### [ABOUT THIS EXERCISE]
Using the records provided below, locate and copy each line that contains the word "static".

### [DATA FOR PROCESSING]
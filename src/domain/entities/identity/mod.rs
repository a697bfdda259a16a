//! Identity Entity Module
//!
//! 외부 프로바이더 계정과 로컬 사용자 사이의 연결(IdentityLink)을 정의합니다.
//! `(provider, external_id)`가 자연 키이며 저장소에서 유니크 제약으로 강제됩니다.

pub mod identity_link;

pub use identity_link::IdentityLink;
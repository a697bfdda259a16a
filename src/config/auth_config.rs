//! # Hybridauth Configuration
//!
//! 외부 프로바이더 로그인과 세션에 관련된 설정입니다.
//!
//! ## 환경 변수
//!
//! ```bash
//! # 미등록 외부 계정의 자동 가입 허용 여부 (기본값: true)
//! export HYBRIDAUTH_ALLOW_AUTO_REGISTER="true"
//!
//! # 사용할 프로바이더 목록
//! export HYBRIDAUTH_PROVIDERS="google,gitlab"
//!
//! # 프로바이더별 자격 증명 (<P>는 대문자 프로바이더 키)
//! export HYBRIDAUTH_GOOGLE_CLIENT_ID="..."
//! export HYBRIDAUTH_GOOGLE_CLIENT_SECRET="..."
//!
//! # Google 이외의 프로바이더는 엔드포인트가 필수
//! export HYBRIDAUTH_GITLAB_AUTH_URI="https://gitlab.com/oauth/authorize"
//! export HYBRIDAUTH_GITLAB_TOKEN_URI="https://gitlab.com/oauth/token"
//! export HYBRIDAUTH_GITLAB_USERINFO_URI="https://gitlab.com/oauth/userinfo"
//! export HYBRIDAUTH_GITLAB_SCOPE="openid email profile"
//! ```
//!
//! 콜백 URL은 설정하지 않고 `PUBLIC_BASE_URL`에서 계산합니다.

use std::collections::HashMap;
use std::env;
use crate::config::ServerConfig;
use crate::core::errors::{AppError, AppResult};

/// OAuth 콜백 라우트 경로
pub const CALLBACK_PATH: &str = "/hybridauth/callback";

/// 절대 경로 콜백 URL을 계산합니다.
pub fn callback_url(base_url: &str) -> String {
    format!("{}{}", base_url.trim_end_matches('/'), CALLBACK_PATH)
}

/// 설정 문자열을 bool로 해석합니다.
pub fn parse_bool(value: &str) -> Option<bool> {
    match value.trim().to_lowercase().as_str() {
        "1" | "true" | "yes" | "on" => Some(true),
        "0" | "false" | "no" | "off" => Some(false),
        _ => None,
    }
}

/// 외부 인증 모듈 설정
#[derive(Debug, Clone)]
pub struct HybridauthConfig {
    /// 연결 정보가 없는 외부 계정으로 로그인 시 로컬 계정을 자동 생성할지 여부
    pub allow_auto_register: bool,
    /// 프로바이더에 전달할 절대 경로 콜백 URL
    pub callback_url: String,
    providers: HashMap<String, ProviderConfig>,
}

impl HybridauthConfig {
    pub fn new(allow_auto_register: bool, base_url: &str) -> Self {
        Self {
            allow_auto_register,
            callback_url: callback_url(base_url),
            providers: HashMap::new(),
        }
    }

    /// 환경 변수에서 전체 설정을 읽습니다.
    ///
    /// `HYBRIDAUTH_ALLOW_AUTO_REGISTER` 값이 해석 불가능하면 경고 후 기본값 `true`를 사용합니다.
    pub fn from_env() -> AppResult<Self> {
        let allow_auto_register = match env::var("HYBRIDAUTH_ALLOW_AUTO_REGISTER") {
            Ok(raw) => parse_bool(&raw).unwrap_or_else(|| {
                log::warn!("HYBRIDAUTH_ALLOW_AUTO_REGISTER 값 '{}' 해석 실패, 기본값 true 사용", raw);
                true
            }),
            Err(_) => true,
        };

        let mut config = Self::new(allow_auto_register, &ServerConfig::public_base_url());

        let names = env::var("HYBRIDAUTH_PROVIDERS").unwrap_or_else(|_| "google".to_string());
        for name in names.split(',').map(str::trim).filter(|n| !n.is_empty()) {
            config = config.with_provider(ProviderConfig::from_env(name)?);
        }

        Ok(config)
    }

    pub fn with_provider(mut self, provider: ProviderConfig) -> Self {
        self.providers.insert(provider.name.clone(), provider);
        self
    }

    /// 프로바이더 설정 조회 (키는 대소문자 무관)
    pub fn provider(&self, name: &str) -> AppResult<&ProviderConfig> {
        self.providers
            .get(&name.to_lowercase())
            .ok_or_else(|| AppError::ValidationError(format!("Unsupported provider: {}", name)))
    }

    pub fn provider_names(&self) -> Vec<&str> {
        let mut names: Vec<&str> = self.providers.keys().map(String::as_str).collect();
        names.sort_unstable();
        names
    }
}

/// 단일 OAuth2 / OIDC 프로바이더 설정
#[derive(Debug, Clone)]
pub struct ProviderConfig {
    /// 소문자 프로바이더 키 (`google`, `gitlab` 등)
    pub name: String,
    pub client_id: String,
    pub client_secret: String,
    pub auth_uri: String,
    pub token_uri: String,
    pub userinfo_uri: String,
    pub scope: String,
}

impl ProviderConfig {
    pub fn from_env(name: &str) -> AppResult<Self> {
        let name = name.to_lowercase();
        let prefix = format!("HYBRIDAUTH_{}", name.to_uppercase().replace('-', "_"));
        let var = |suffix: &str| env::var(format!("{}_{}", prefix, suffix)).ok();
        let required = |suffix: &str, default: Option<&str>| -> AppResult<String> {
            var(suffix)
                .or_else(|| default.map(str::to_string))
                .ok_or_else(|| AppError::InternalError(format!("{}_{} must be set", prefix, suffix)))
        };

        let defaults = Self::well_known_endpoints(&name);

        Ok(Self {
            client_id: required("CLIENT_ID", None)?,
            client_secret: required("CLIENT_SECRET", None)?,
            auth_uri: required("AUTH_URI", defaults.map(|d| d.0))?,
            token_uri: required("TOKEN_URI", defaults.map(|d| d.1))?,
            userinfo_uri: required("USERINFO_URI", defaults.map(|d| d.2))?,
            scope: var("SCOPE").unwrap_or_else(|| "openid email profile".to_string()),
            name,
        })
    }

    /// (auth, token, userinfo) 기본 엔드포인트
    fn well_known_endpoints(name: &str) -> Option<(&'static str, &'static str, &'static str)> {
        match name {
            "google" => Some((
                "https://accounts.google.com/o/oauth2/v2/auth",
                "https://oauth2.googleapis.com/token",
                "https://openidconnect.googleapis.com/v1/userinfo",
            )),
            _ => None,
        }
    }
}

/// 세션 및 OAuth state 저장 설정
pub struct SessionConfig;

impl SessionConfig {
    pub const COOKIE_NAME: &'static str = "hybridauth_sid";

    pub fn session_ttl_seconds() -> u64 {
        env::var("SESSION_TTL_SECONDS")
            .ok()
            .and_then(|v| v.parse().ok())
            .unwrap_or(86_400)
    }

    pub fn oauth_state_ttl_seconds() -> u64 {
        env::var("OAUTH_STATE_TTL_SECONDS")
            .ok()
            .and_then(|v| v.parse().ok())
            .unwrap_or(600)
    }
}

#[cfg(test)]
mod tests {
    use super::*;

    fn provider(name: &str) -> ProviderConfig {
        ProviderConfig {
            name: name.to_string(),
            client_id: "client".to_string(),
            client_secret: "secret".to_string(),
            auth_uri: "https://idp.example.com/authorize".to_string(),
            token_uri: "https://idp.example.com/token".to_string(),
            userinfo_uri: "https://idp.example.com/userinfo".to_string(),
            scope: "openid".to_string(),
        }
    }

    #[test]
    fn test_callback_url_is_absolute() {
        assert_eq!(callback_url("https://cms.example.com/"), "https://cms.example.com/hybridauth/callback");
        assert_eq!(callback_url("http://localhost:8080"), "http://localhost:8080/hybridauth/callback");
    }

    #[test]
    fn test_parse_bool() {
        assert_eq!(parse_bool("true"), Some(true));
        assert_eq!(parse_bool(" On "), Some(true));
        assert_eq!(parse_bool("0"), Some(false));
        assert_eq!(parse_bool("false"), Some(false));
        assert_eq!(parse_bool("maybe"), None);
    }

    #[test]
    fn test_provider_lookup_is_case_insensitive() {
        let config = HybridauthConfig::new(true, "http://localhost").with_provider(provider("google"));

        assert!(config.provider("Google").is_ok());
        assert!(matches!(config.provider("twitter"), Err(AppError::ValidationError(_))));
        assert_eq!(config.provider_names(), vec!["google"]);
    }

    #[test]
    fn test_google_has_default_endpoints() {
        assert!(ProviderConfig::well_known_endpoints("google").is_some());
        assert!(ProviderConfig::well_known_endpoints("gitlab").is_none());
    }
}
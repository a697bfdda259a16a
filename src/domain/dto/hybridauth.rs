//! 외부 인증 요청 DTO
//!
//! 인증 시작(`/hybridauth/{provider}/{method}`)과 프로바이더 콜백의 쿼리 파라미터를 매핑합니다.

use serde::Deserialize;
use validator::Validate;
use crate::utils::string_utils::deserialize_optional_string;

fn default_redirect() -> String {
    "/".to_string()
}

/// 인증 시작 쿼리 파라미터
#[derive(Debug, Deserialize, Validate)]
pub struct AuthorizeQuery {
    /// 인증 완료 후 돌아갈 URL (생략 시 `/`)
    #[serde(default = "default_redirect")]
    #[validate(length(min = 1, max = 2048, message = "redirect는 1-2048자여야 합니다"))]
    pub redirect: String,
}

/// OAuth 콜백 쿼리 파라미터
///
/// 사용자가 동의를 거부하면 프로바이더는 `code` 없이 `error`만 보냅니다.
#[derive(Debug, Deserialize, Validate)]
pub struct CallbackQuery {
    #[serde(default, deserialize_with = "deserialize_optional_string")]
    pub code: Option<String>,

    #[serde(default)]
    #[validate(length(min = 1, message = "State가 필요합니다"))]
    pub state: String,

    #[serde(default, deserialize_with = "deserialize_optional_string")]
    pub error: Option<String>,

    #[serde(default, deserialize_with = "deserialize_optional_string")]
    pub error_description: Option<String>,
}

#[cfg(test)]
mod tests {
    use super::*;

    #[test]
    fn test_authorize_query_defaults_redirect() {
        let query: AuthorizeQuery = serde_json::from_str("{}").unwrap();
        assert_eq!(query.redirect, "/");
        assert!(query.validate().is_ok());
    }

    #[test]
    fn test_callback_query_requires_state() {
        let query: CallbackQuery = serde_json::from_str(r#"{"code": "abc"}"#).unwrap();
        assert!(query.validate().is_err());
    }

    #[test]
    fn test_callback_query_with_provider_error() {
        let query: CallbackQuery = serde_json::from_str(
            r#"{"state": "s1", "error": "access_denied", "code": ""}"#,
        )
        .unwrap();

        assert!(query.validate().is_ok());
        assert_eq!(query.code, None);
        assert_eq!(query.error.as_deref(), Some("access_denied"));
    }
}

### [WRITTEN SOLUTION]
    fn well_known_endpoints(name: &str) -> Option<(&'static str, &'static str, &'static str)> {
    pub const COOKIE_NAME: &'static str = "hybridauth_sid";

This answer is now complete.